# [TASK]
The required output is the line with "pub fn spinner(msg: &str)" through the final line of the entries, each one exactly as it stands.

# [INPUT]
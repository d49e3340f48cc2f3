//! Error types for vidbrief.

use crate::acquisition::AcquisitionFailure;
use thiserror::Error;

/// Library-level error type for vidbrief operations.
#[derive(Error, Debug)]
pub enum VidbriefError {
    #[error("Configuration error: {0}")]
    Config(String),

    #[error("Invalid YouTube URL format: {0}")]
    InvalidReference(String),

    #[error("Transcript error: {0}")]
    Transcript(String),

    #[error("Verification error: {0}")]
    Verification(String),

    #[error("Synthesis failed: {0}")]
    Synthesis(String),

    #[error("IO error: {0}")]
    Io(#[from] std::io::Error),

    #[error("JSON error: {0}")]
    Json(#[from] serde_json::Error),

    #[error("TOML parse error: {0}")]
    TomlParse(#[from] toml::de::Error),

    #[error("HTTP error: {0}")]
    Http(reqwest::Error),

    #[error("OpenAI API error: {0}")]
    OpenAI(String),
}

// Request URLs carry signed query strings, so they are dropped from the error.
impl From<reqwest::Error> for VidbriefError {
    fn from(err: reqwest::Error) -> Self {
        VidbriefError::Http(err.without_url())
    }
}

/// Result type alias for vidbrief operations.
pub type Result<T> = std::result::Result<T, VidbriefError>;

/// Failure of a single client request, surfaced in the response `error` field.
///
/// Cloneable so that one failed computation can be fanned out to every
/// caller that was coalesced onto it.
#[derive(Error, Debug, Clone, PartialEq)]
pub enum RequestError {
    #[error("{0}")]
    BadRequest(String),

    #[error("Invalid YouTube URL format: {0}")]
    InvalidReference(String),

    #[error("Rate limit exceeded: {0}")]
    Throttled(String),

    #[error("Error fetching transcript: {0}")]
    Transcript(AcquisitionFailure),

    #[error("Error generating response: {0}")]
    Synthesis(String),
}
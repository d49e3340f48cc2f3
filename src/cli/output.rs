//! CLI output formatting utilities.

use console::style;
use indicatif::{ProgressBar, ProgressStyle};

/// Output helper for CLI formatting.
pub struct Output;

impl Output {
    /// Print an info message.
    pub fn info(msg: &str) {
        println!("{} {}", style(">>").cyan().bold(), msg);
    }

    /// Print a success message.
    pub fn success(msg: &str) {
        println!("{} {}", style(">>").green().bold(), msg);
    }

    /// Print a warning message.
    pub fn warning(msg: &str) {
        eprintln!("{} {}", style(">>").yellow().bold(), msg);
    }

    /// Print an error message.
    pub fn error(msg: &str) {
        eprintln!("{} {}", style(">>").red().bold(), msg);
    }

    /// Print a header.
    pub fn header(msg: &str) {
        println!("\n{}", style(msg).bold().underlined());
    }

    /// Print a key-value pair.
    pub fn kv(key: &str, value: &str) {
        println!("  {}: {}", style(key).dim(), value);
    }

    /// Print a block of generated text under a label.
    pub fn result(label: &str, text: &str) {
        println!("\n{}", style(label).bold());
        for line in text.lines() {
            println!("  {}", line);
        }
        println!();
    }

    /// Create a spinner.
    pub fn spinner(msg: &str) -> ProgressBar {
        let pb = ProgressBar::new_spinner();
        if let Ok(spinner_style) = ProgressStyle::default_spinner().template("{spinner:.green} {msg}") {
            pb.set_style(spinner_style);
        }
        pb.set_message(msg.to_string());
        pb.enable_steady_tick(std::time::Duration::from_millis(100));
        pb
    }
}

/// Mask a secret for display, keeping a short prefix and suffix.
pub fn mask_secret(secret: &str) -> String {
    let chars: Vec<char> = secret.chars().collect();
    if chars.len() <= 12 {
        return "*".repeat(chars.len());
    }
    let head: String = chars[..7].iter().collect();
    let tail: String = chars[chars.len() - 4..].iter().collect();
    format!("{}...{}", head, tail)
}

# [RESPONSE AREA]
    pub fn spinner(msg: &str) -> ProgressBar {
        let pb = ProgressBar::new_spinner();
        if let Ok(spinner_style) = ProgressStyle::default_spinner().template("{spinner:.green} {msg}") {
            pb.set_style(spinner_style);
        }
        pb.set_message(msg.to_string());
        pb.enable_steady_tick(std::time::Duration::from_millis(100));
        pb
    }
}

/// Mask a secret for display, keeping a short prefix and suffix.
pub fn mask_secret(secret: &str) -> String {
    let chars: Vec<char> = secret.chars().collect();
    if chars.len() <= 12 {
        return "*".repeat(chars.len());
    }
    let head: String = chars[..7].iter().collect();
    let tail: String = chars[chars.len() - 4..].iter().collect();
    format!("{}...{}", head, tail)
}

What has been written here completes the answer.